Amongst the various interpretations and alternative theories which attempt to resolve the measurement problem, I'd like to focus on two:  1) the relation between the observer, consciousness and measurement in quantum mechanics;  2)  many worlds/many minds (relative state theory).   From the earliest days of quantum mechanics, the great thinkers--Von Neumann, Wigner, Schrodinger--have posited that the final step in the measurement process was observation by a mind, a consciousness, and thus the mind and quantum mechanics were entwined.   The delayed choice experiment adds weight to this belief, I believe. There are many physicists (not abashed by the popularization of this notion in quantum leap science fiction) who subscribe to the Many Worlds interpretation of quantum mechanics that at each measurement one option is made apparent and the rest branch (into alternative universes, alternative minds?).

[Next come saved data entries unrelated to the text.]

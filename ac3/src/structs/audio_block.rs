//! Audio block parsing and coefficient reconstruction.
//!
//! A syncframe carries six audio blocks of 256 coefficients per channel.
//! Most side information may be reused from the previous block, so every
//! block is decoded against a [`PreviousBlockState`] that survives across
//! blocks and frames.

use log::{Level, trace};

use crate::log_or_err;
use crate::structs::bit_allocation::{AllocationInput, BitAllocationParams, allocate};
use crate::structs::bsi::BitstreamInfo;
use crate::structs::channel::{
    ChannelId, ChannelMode, DeltaBitAllocation, DeltaSegment, DeltaStrategy, ExponentStrategy,
    PerChannelState,
};
use crate::structs::coupling::{CouplingState, reconstruct};
use crate::structs::exponent::{channel_group_count, coupling_group_count, decode_exponents};
use crate::structs::mantissa::{GroupedMantissas, decode_mantissas};
use crate::utils::bitstream_io::BsIoSliceReader;
use crate::utils::dither::DitherGenerator;
use crate::utils::errors::DecodeError;
use crate::utils::tables::{BLOCK_LEN, MAX_CHANNELS, REMATRIX_BANDS};

/// Last transform bin of the LFE channel, exclusive.
pub const LFE_END_BIN: usize = 7;

/// Highest valid `chbwcod`.
pub const MAX_BANDWIDTH_CODE: u8 = 60;

/// Decoding state carried from one audio block to the next.
#[derive(Debug, Clone, PartialEq)]
pub struct PreviousBlockState {
    pub channels: [PerChannelState; MAX_CHANNELS],
    pub coupling_channel: PerChannelState,
    pub lfe: PerChannelState,
    pub coupling: CouplingState,
    pub params: BitAllocationParams,
    pub coarse_snr_offset: u8,
    /// `(cplfleak, cplsleak)`
    pub coupling_leak: (u8, u8),
    pub rematrix_flags: [bool; 4],
    /// Dynamic range gains of the first and, in dual mono, second program.
    pub dynamic_range: [f32; 2],
}

impl Default for PreviousBlockState {
    fn default() -> Self {
        Self {
            channels: [PerChannelState::default(); MAX_CHANNELS],
            coupling_channel: PerChannelState::default(),
            lfe: PerChannelState::default(),
            coupling: CouplingState::default(),
            params: BitAllocationParams::default(),
            coarse_snr_offset: 0,
            coupling_leak: (0, 0),
            rematrix_flags: [false; 4],
            dynamic_range: [1.0; 2],
        }
    }
}

impl PreviousBlockState {
    pub fn channel(&self, id: ChannelId) -> &PerChannelState {
        match id {
            ChannelId::FullBandwidth(ch) => &self.channels[ch],
            ChannelId::Coupling => &self.coupling_channel,
            ChannelId::Lfe => &self.lfe,
        }
    }

    pub fn channel_mut(&mut self, id: ChannelId) -> &mut PerChannelState {
        match id {
            ChannelId::FullBandwidth(ch) => &mut self.channels[ch],
            ChannelId::Coupling => &mut self.coupling_channel,
            ChannelId::Lfe => &mut self.lfe,
        }
    }

    /// True when the coarse offset and every active fine offset are zero.
    fn offsets_are_zero(&self, channel_count: usize, lfe_on: bool) -> bool {
        self.coarse_snr_offset == 0
            && (!self.coupling.in_use || self.coupling_channel.fine_snr_offset == 0)
            && self.channels[..channel_count]
                .iter()
                .all(|channel| channel.fine_snr_offset == 0)
            && (!lfe_on || self.lfe.fine_snr_offset == 0)
    }

    fn clear_allocation(&mut self) {
        for channel in &mut self.channels {
            channel.bap = [0; BLOCK_LEN];
        }
        self.coupling_channel.bap = [0; BLOCK_LEN];
        self.lfe.bap = [0; BLOCK_LEN];
    }

    fn allocate_channel(&mut self, id: ChannelId, fscod: u8) {
        let params = self.params;
        let coarse_snr_offset = self.coarse_snr_offset;
        let leak = (id == ChannelId::Coupling).then_some(self.coupling_leak);

        let channel = self.channel_mut(id);
        let input = AllocationInput {
            exponents: &channel.exponents,
            start_bin: channel.start_bin,
            end_bin: channel.end_bin,
            fscod,
            params: &params,
            coarse_snr_offset,
            fine_snr_offset: channel.fine_snr_offset,
            fast_gain_code: channel.fast_gain_code,
            leak,
            delta: channel.delta.active_segments(),
        };

        let mut bap = [0u8; BLOCK_LEN];
        allocate(&input, &mut bap);
        channel.bap = bap;
    }
}
//! Logger setup for the command line.

use std::io::{self, Write};

use anyhow::Result;
use env_logger::Builder;
use env_logger::fmt::Formatter;
use indicatif::MultiProgress;
use indicatif_log_bridge::LogWrapper;
use log::Record;

use super::command::{Cli, LogFormat};

/// Installs the global logger.
///
/// With `--progress`, records are routed through `multi` so log lines are
/// printed above the bars instead of through them.
pub fn init(cli: &Cli, multi: &MultiProgress) -> Result<()> {
    let mut builder = Builder::from_default_env();
    builder.filter_level(cli.loglevel.to_level_filter());

    match cli.log_format {
        LogFormat::Plain => {
            builder.format_timestamp_secs();
        }
        LogFormat::Json => {
            builder.format(write_json);
        }
    }

    if !cli.progress {
        builder.try_init()?;
        return Ok(());
    }

    let logger = builder.build();
    let max_level = logger.filter();
    LogWrapper::new(multi.clone(), logger).try_init()?;
    log::set_max_level(max_level);

    Ok(())
}

fn write_json(buf: &mut Formatter, record: &Record<'_>) -> io::Result<()> {
    let line = json_record(&buf.timestamp().to_string(), record);
    writeln!(buf, "{line}")
}

/// One log record as a single-line JSON object.
fn json_record(timestamp: &str, record: &Record<'_>) -> serde_json::Value {
    serde_json::json!({
        "ts": timestamp,
        "lvl": record.level().as_str(),
        "target": record.target(),
        "msg": record.args().to_string(),
    })
}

Here finally is my take:  as with John Wheeler, I believe there is a participatory universe created by the observer, conscious minds (ours? God's? both?).  The free will of the quantum entity is our own free will.    There is an infinitude of possible universes and our ego, our consciousness traverses these as it makes choices.   If there is a universe where we measure the particle going through one slit, there is another (with other conscious minds) where it goes through both. Such a view resolves a conflict between free will and God's omniscience and omnipotence--if God knows what our future actions will be, how can our will be free?  And the answer would be a type of Molinism, God is aware of all possible counterfactuals, but they are only counterfactuals for our mind, our ego, not for God.












1 comment:

Anonymous said...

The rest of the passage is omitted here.